### Problem requirements
Starting at the line below holding "the free stack." and stopping at the line holding "needed: 1, free: 0", print every line exactly, both ends included, and leave the rest out.

### The records
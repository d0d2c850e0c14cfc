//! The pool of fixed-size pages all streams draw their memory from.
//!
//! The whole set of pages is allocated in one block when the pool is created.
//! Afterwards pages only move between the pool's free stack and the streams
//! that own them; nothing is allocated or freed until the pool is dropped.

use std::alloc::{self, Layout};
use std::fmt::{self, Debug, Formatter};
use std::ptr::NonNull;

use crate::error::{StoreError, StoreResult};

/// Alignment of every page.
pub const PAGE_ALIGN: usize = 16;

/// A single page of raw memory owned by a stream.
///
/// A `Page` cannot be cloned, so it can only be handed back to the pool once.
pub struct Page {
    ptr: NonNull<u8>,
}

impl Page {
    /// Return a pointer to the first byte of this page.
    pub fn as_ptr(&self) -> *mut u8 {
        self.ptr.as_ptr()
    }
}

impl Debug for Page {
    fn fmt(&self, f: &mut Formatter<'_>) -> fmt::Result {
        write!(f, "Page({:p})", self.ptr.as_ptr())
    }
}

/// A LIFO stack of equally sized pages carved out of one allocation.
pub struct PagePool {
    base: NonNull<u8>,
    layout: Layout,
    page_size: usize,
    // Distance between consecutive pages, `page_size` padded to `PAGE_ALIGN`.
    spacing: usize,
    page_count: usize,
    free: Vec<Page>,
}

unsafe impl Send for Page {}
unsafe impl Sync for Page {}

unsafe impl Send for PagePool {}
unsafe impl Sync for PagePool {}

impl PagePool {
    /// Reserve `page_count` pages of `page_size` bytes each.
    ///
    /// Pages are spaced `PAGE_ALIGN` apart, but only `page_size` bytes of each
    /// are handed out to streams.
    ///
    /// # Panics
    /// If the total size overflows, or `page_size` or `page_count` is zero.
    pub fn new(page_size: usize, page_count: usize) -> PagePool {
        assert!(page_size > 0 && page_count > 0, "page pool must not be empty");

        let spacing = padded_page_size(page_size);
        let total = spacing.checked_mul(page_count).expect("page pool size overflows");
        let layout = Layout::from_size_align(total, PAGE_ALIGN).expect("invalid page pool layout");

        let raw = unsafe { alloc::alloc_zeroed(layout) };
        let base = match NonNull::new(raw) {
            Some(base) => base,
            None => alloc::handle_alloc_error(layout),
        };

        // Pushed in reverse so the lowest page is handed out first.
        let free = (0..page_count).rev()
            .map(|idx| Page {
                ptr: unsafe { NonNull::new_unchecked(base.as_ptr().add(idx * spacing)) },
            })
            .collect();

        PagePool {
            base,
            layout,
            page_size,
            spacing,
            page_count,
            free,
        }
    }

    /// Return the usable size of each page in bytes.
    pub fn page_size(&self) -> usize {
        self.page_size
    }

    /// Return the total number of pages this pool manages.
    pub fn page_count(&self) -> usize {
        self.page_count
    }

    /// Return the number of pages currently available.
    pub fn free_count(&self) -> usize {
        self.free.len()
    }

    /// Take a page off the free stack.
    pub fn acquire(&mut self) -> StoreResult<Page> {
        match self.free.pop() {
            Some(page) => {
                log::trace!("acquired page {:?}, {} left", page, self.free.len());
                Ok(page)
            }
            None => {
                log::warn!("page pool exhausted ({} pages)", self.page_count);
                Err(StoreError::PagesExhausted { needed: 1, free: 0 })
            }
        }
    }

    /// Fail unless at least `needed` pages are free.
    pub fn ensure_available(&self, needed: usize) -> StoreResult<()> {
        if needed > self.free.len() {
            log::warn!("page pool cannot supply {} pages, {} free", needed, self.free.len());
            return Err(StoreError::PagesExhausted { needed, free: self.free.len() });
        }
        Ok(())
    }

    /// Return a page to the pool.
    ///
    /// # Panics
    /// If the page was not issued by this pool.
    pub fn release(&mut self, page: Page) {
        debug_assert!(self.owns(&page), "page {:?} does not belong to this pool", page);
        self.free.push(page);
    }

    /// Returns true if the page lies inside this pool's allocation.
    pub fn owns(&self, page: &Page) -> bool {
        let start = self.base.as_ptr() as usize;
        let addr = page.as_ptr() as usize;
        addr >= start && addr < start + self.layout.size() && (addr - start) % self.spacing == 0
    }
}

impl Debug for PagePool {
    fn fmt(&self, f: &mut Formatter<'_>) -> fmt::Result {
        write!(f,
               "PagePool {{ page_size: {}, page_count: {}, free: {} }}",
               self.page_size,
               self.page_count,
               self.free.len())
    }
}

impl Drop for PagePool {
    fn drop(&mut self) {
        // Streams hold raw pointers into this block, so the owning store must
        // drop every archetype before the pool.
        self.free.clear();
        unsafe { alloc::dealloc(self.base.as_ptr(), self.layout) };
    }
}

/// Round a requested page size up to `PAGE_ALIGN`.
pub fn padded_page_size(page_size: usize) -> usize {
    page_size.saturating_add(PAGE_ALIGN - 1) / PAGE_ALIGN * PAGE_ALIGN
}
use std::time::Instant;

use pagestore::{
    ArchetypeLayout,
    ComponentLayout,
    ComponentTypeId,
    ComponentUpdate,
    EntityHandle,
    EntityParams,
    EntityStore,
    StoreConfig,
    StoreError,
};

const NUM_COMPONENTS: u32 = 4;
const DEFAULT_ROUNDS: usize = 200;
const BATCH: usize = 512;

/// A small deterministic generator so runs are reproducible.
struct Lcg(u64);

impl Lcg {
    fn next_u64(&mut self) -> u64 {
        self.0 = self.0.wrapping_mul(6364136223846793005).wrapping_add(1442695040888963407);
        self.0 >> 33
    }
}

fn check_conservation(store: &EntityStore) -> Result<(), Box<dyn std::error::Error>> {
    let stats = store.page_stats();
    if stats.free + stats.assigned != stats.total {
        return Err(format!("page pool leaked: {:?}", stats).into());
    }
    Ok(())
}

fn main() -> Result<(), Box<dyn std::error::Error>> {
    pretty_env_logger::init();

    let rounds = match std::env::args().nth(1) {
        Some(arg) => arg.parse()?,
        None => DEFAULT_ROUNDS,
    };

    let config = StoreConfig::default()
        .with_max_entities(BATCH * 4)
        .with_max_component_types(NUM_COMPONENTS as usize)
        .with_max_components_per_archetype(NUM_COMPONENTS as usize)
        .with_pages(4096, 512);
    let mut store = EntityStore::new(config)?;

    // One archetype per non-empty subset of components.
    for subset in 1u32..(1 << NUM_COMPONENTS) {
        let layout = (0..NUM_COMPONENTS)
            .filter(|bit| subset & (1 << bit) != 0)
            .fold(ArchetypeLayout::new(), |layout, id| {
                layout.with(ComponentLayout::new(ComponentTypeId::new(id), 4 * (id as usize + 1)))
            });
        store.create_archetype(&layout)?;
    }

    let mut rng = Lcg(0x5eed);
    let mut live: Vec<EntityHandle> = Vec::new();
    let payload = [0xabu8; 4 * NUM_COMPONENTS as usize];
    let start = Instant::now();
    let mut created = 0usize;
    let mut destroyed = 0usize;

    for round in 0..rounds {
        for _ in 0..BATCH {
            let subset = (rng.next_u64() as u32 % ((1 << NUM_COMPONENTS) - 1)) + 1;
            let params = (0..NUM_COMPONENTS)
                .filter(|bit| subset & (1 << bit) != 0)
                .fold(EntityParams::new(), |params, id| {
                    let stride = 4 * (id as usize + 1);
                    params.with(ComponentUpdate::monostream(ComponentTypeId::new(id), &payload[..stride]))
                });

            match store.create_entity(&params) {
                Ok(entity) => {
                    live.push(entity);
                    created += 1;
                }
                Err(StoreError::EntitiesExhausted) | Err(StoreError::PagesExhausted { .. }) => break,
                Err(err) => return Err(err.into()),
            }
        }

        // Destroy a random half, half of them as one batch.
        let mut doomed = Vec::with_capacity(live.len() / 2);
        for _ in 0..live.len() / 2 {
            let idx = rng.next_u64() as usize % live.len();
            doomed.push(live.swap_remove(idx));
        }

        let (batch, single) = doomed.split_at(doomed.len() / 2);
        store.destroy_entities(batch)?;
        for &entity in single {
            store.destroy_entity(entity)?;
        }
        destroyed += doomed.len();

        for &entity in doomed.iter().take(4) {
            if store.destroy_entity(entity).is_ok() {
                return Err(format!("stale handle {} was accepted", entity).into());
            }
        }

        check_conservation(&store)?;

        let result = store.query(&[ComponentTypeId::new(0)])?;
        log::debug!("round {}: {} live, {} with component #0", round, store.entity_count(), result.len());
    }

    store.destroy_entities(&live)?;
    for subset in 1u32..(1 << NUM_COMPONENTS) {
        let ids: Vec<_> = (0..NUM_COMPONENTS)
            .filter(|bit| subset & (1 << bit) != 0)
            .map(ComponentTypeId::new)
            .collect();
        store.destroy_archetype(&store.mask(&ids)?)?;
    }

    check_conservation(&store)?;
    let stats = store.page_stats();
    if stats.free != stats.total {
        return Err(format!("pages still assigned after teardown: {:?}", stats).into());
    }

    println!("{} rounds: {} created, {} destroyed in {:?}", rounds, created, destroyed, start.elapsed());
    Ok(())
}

--

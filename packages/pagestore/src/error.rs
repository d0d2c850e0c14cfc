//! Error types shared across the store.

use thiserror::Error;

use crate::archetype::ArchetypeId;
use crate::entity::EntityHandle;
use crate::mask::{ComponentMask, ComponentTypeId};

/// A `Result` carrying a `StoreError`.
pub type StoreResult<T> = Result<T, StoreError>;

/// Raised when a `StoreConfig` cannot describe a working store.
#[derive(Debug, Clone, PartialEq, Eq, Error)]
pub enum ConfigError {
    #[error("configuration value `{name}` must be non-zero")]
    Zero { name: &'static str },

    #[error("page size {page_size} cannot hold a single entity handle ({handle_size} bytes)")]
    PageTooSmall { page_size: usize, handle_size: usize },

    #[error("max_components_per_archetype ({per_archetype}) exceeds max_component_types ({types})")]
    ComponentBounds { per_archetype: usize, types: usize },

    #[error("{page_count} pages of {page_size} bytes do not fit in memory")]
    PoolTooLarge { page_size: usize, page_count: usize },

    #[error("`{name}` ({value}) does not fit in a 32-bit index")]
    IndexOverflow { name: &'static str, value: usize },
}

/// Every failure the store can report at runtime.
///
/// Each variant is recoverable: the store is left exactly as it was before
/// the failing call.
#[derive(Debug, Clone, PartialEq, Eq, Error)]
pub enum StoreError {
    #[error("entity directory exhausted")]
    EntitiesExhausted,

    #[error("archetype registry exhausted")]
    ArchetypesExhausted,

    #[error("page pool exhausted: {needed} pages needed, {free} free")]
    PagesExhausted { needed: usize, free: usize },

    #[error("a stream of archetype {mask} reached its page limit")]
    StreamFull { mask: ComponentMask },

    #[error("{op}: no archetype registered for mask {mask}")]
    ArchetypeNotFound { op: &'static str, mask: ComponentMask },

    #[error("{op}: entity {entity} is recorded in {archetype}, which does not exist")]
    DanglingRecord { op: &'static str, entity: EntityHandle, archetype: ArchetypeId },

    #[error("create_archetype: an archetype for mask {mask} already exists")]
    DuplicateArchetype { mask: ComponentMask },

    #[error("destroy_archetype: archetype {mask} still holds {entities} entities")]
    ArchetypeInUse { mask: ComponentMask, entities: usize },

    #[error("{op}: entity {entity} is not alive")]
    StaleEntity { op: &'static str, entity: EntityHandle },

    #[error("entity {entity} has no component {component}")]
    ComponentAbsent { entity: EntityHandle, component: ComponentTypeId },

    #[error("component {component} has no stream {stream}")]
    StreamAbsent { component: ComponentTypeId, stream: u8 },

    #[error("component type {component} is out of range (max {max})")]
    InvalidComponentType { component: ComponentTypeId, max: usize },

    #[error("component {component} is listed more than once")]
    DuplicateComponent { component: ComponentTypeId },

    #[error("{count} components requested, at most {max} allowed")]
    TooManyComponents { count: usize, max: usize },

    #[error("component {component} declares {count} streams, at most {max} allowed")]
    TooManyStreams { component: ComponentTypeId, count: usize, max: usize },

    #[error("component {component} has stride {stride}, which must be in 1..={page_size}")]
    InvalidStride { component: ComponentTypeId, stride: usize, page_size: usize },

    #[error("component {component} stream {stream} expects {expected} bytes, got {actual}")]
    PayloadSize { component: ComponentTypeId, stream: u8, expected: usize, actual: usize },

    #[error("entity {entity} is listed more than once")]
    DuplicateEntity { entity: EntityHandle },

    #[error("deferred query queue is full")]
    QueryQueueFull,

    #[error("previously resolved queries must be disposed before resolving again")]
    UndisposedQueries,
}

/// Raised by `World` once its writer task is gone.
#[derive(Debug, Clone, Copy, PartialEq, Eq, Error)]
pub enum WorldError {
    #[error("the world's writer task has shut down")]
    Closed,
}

### Result
    /// Take a page off the free stack.
    pub fn acquire(&mut self) -> StoreResult<Page> {
        match self.free.pop() {
            Some(page) => {
                log::trace!("acquired page {:?}, {} left", page, self.free.len());
                Ok(page)
            }
            None => {
                log::warn!("page pool exhausted ({} pages)", self.page_count);
                Err(StoreError::PagesExhausted { needed: 1, free: 0 })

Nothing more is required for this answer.